The whole concept of using STIX is so it's easier to handle relationships among indicators. In this case, I'm pivoting from malware. When creating `stix` files, I create new UUIDs for each indicator as well as for each relationship BUT the UUID of the malware remains the same. That way, if I look for stuff related to a malware, I can see the whole thing. The malware indicators should be stored in `malware_IDs.csv` file, following this structure:

```
<malware name>,<UUID>
```

The STIX UUID has a very particular structure, something like `<type>--<UUID>`. If you want to create a new malware to pivot around, you can use the `create_id.py` script, simply use as an argument the type which (following this logic) should be "malware":

```
python3 create_id.py malware
```

And then use it in the `malware_IDs.csv` file.

## Making sense of hashes

The hashes will likely be related with hacktools, encrypted files, scripts, miners, etc.
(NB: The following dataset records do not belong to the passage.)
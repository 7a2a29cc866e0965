/*
 * Copyright (C) 2023 Asim Ihsan
 * SPDX-License-Identifier: AGPL-3.0-only
 *
 * This program is free software: you can redistribute it and/or modify it under
 * the terms of the GNU Affero General Public License as published by the Free
 * Software Foundation, version 3.
 *
 * This program is distributed in the hope that it will be useful, but WITHOUT ANY
 * WARRANTY; without even the implied warranty of MERCHANTABILITY or FITNESS FOR A
 * PARTICULAR PURPOSE. See the GNU Affero General Public License for more details.
 *
 * You should have received a copy of the GNU Affero General Public License along
 * with this program. If not, see <https://www.gnu.org/licenses/>
 */

// PEAS - Performance, Environment, Action, Sensing
//
// See:
// -  Chapter 2: Intelligent Agents, page 40

//! A depth-first exploring agent for the multi-agent vacuum world.
//!
//! The agent only ever sees its own square, whether its last move bumped, and where the other
//! agents are relative to it. From that it keeps a private map of visited cells and walls and a
//! trail it can backtrack along.

use num_traits::Zero;

pub mod config;
pub mod coordinate;
pub mod explorer;
pub mod grid_world;
pub mod memory;
pub mod neighbors;
pub mod percept;

pub type Rng = rand_pcg::Pcg64;
pub type HashMap<K, V> = rustc_hash::FxHashMap<K, V>;
pub type HashSet<K> = rustc_hash::FxHashSet<K>;

/// Vacuum world error. The explorer itself never fails; these come from the edges where labels
/// and configuration are read.
#[derive(Debug, Clone, PartialEq, Eq, thiserror::Error)]
pub enum VacuumWorldError {
    /// Square status label other than `Dirty` or `Clean`.
    #[error("unknown dirt status: {0}")]
    UnknownDirtStatus(String),

    /// Bump label other than `Bump` or `None`.
    #[error("unknown bump status: {0}")]
    UnknownBumpStatus(String),

    /// Action label that is not one of the six commands.
    #[error("unknown action: {0}")]
    UnknownAction(String),

    /// Configuration could not be read or parsed.
    #[error("invalid configuration: {0}")]
    Config(String),
}

/// An Agent acts in a Performance, Environment, Action, Sensing (PEAS) cycle.
/// For a given Perception, the Agent will return an Action.
///
/// Notice that the Agent is not aware of an Environment, it's only interface
/// is the Perception coming in then the Action going out.
pub trait Agent {
    type Action;
    type Percept;

    fn act(&mut self, percept: &Self::Percept) -> Self::Action;
}

/// An Environment runs a single Agent in a Performance, Environment, Action, Sensing (PEAS) cycle.
///
/// Notice that the Environment is not aware of an Agent.
pub trait Environment {
    type Action;
    type Percept;
    type Score: num_traits::NumAssign + Copy;

    fn percept(&self) -> Self::Percept;
    fn execute_action(&mut self, action: &Self::Action);

    /// Returns the score of the Environment. This is not cumulative or stateful. This is the score
    /// of the Environment at the current state.
    fn score(&self) -> Self::Score;
}

/// A Simulation runs a single Agent in multiple Performance, Environment, Action, Sensing (PEAS)
/// cycles. The Agent's score (Performance) is continually kept up to date.
pub struct Simulation<_Environment, _Agent>
where
    _Environment: Environment,
    _Agent: Agent<Action = _Environment::Action, Percept = _Environment::Percept>,
{
    environment: _Environment,
    agent: _Agent,
    time_steps: i32,
    score: _Environment::Score,
}

impl<_Environment, _Agent> Simulation<_Environment, _Agent>
where
    _Environment: Environment,
    _Agent: Agent<Action = _Environment::Action, Percept = _Environment::Percept>,
{
    pub fn new(environment: _Environment, agent: _Agent, time_steps: i32) -> Self {
        Self {
            environment,
            agent,
            time_steps,
            score: _Environment::Score::zero(),
        }
    }

    pub fn run(&mut self) {
        for _ in 0..self.time_steps {
            self.step();
        }
    }

    pub fn step(&mut self) {
        let percept = self.environment.percept();
        let action = self.agent.act(&percept);
        self.environment.execute_action(&action);
        self.score += self.environment.score();
    }

    pub fn score(&self) -> <_Environment as Environment>::Score {
        self.score
    }

    pub fn environment(&self) -> &_Environment {
        &self.environment
    }

    pub fn agent(&self) -> &_Agent {
        &self.agent
    }
}
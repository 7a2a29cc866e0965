/*
 * Copyright (C) 2023 Asim Ihsan
 * SPDX-License-Identifier: AGPL-3.0-only
 *
 * This program is free software: you can redistribute it and/or modify it under
 * the terms of the GNU Affero General Public License as published by the Free
 * Software Foundation, version 3.
 *
 * This program is distributed in the hope that it will be useful, but WITHOUT ANY
 * WARRANTY; without even the implied warranty of MERCHANTABILITY or FITNESS FOR A
 * PARTICULAR PURPOSE. See the GNU Affero General Public License for more details.
 *
 * You should have received a copy of the GNU Affero General Public License along
 * with this program. If not, see <https://www.gnu.org/licenses/>
 */

use crate::coordinate::{Action, GridCoordinate};
use crate::HashSet;

/// What the explorer remembers about the grid. Every set only ever grows during a run.
#[derive(Debug, Clone, Default, PartialEq, Eq)]
pub struct Memory {
    visited: HashSet<GridCoordinate>,
    visited_by_others: HashSet<GridCoordinate>,
    walls: HashSet<GridCoordinate>,
}

impl Memory {
    pub fn new() -> Self {
        Self::default()
    }

    pub fn visited(&self) -> &HashSet<GridCoordinate> {
        &self.visited
    }

    pub fn visited_by_others(&self) -> &HashSet<GridCoordinate> {
        &self.visited_by_others
    }

    pub fn walls(&self) -> &HashSet<GridCoordinate> {
        &self.walls
    }

    pub fn record_visit(&mut self, cell: GridCoordinate) -> bool {
        self.visited.insert(cell)
    }

    pub fn record_peer_cell(&mut self, cell: GridCoordinate) -> bool {
        self.visited_by_others.insert(cell)
    }

    pub fn record_wall(&mut self, cell: GridCoordinate) -> bool {
        self.walls.insert(cell)
    }

    /// A cell is worth entering only if nobody has been there and nothing blocks it.
    pub fn is_unexplored(&self, cell: &GridCoordinate) -> bool {
        !self.walls.contains(cell)
            && !self.visited.contains(cell)
            && !self.visited_by_others.contains(cell)
    }
}

/// A cell on the backtracking trail and the move that reached it.
#[derive(Debug, Clone, Copy, PartialEq, Eq, Hash)]
pub struct FrontierEntry {
    pub cell: GridCoordinate,
    pub action: Action,
}

impl FrontierEntry {
    pub fn new(cell: GridCoordinate, action: Action) -> Self {
        Self { cell, action }
    }

    pub fn is_sentinel(&self) -> bool {
        !self.action.is_move()
    }
}

/// FrontierStack is the depth-first trail. It always holds the root entry `(origin, NoOp)` at
/// the bottom and that entry is never popped, so a stack holding only the root has nothing left
/// to backtrack to.
#[derive(Debug, Clone, PartialEq, Eq)]
pub struct FrontierStack {
    entries: Vec<FrontierEntry>,
}

impl Default for FrontierStack {
    fn default() -> Self {
        Self::new()
    }
}

impl FrontierStack {
    pub fn new() -> Self {
        Self {
            entries: vec![FrontierEntry::new(GridCoordinate::ORIGIN, Action::NoOp)],
        }
    }

    pub fn push(&mut self, cell: GridCoordinate, action: Action) {
        debug_assert!(action.is_move(), "only moves go on the trail");
        self.entries.push(FrontierEntry::new(cell, action));
    }

    /// Remove the most recent move. The root entry stays.
    pub fn pop(&mut self) -> Option<FrontierEntry> {
        if self.entries.len() > 1 {
            self.entries.pop()
        } else {
            None
        }
    }

    pub fn peek(&self) -> Option<&FrontierEntry> {
        self.entries.last()
    }

    /// Top entry if it can be backtracked from, i.e. it is not the root.
    pub fn peek_move(&self) -> Option<&FrontierEntry> {
        self.peek().filter(|entry| !entry.is_sentinel())
    }

    /// Number of moves on the trail, not counting the root.
    pub fn depth(&self) -> usize {
        self.entries.len() - 1
    }

    pub fn len(&self) -> usize {
        self.entries.len()
    }

    pub fn is_empty(&self) -> bool {
        self.depth() == 0
    }

    pub fn iter(&self) -> impl Iterator<Item = &FrontierEntry> {
        self.entries.iter().rev()
    }
}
The most important facts are the name, description and it's -hash- value. Sometimes some of them are not entirely malicious, but definitely suspicious (this happens a lot in suspicious ads which are related to malware downloads, for example). This is why we also use the IoC type value, as well as the hash type.

The rest is relevant information of the malware which is supossed to be related with the IoC. Since this information might be redundant in the same CSV, a next version will be fixed to avoid this redundancy.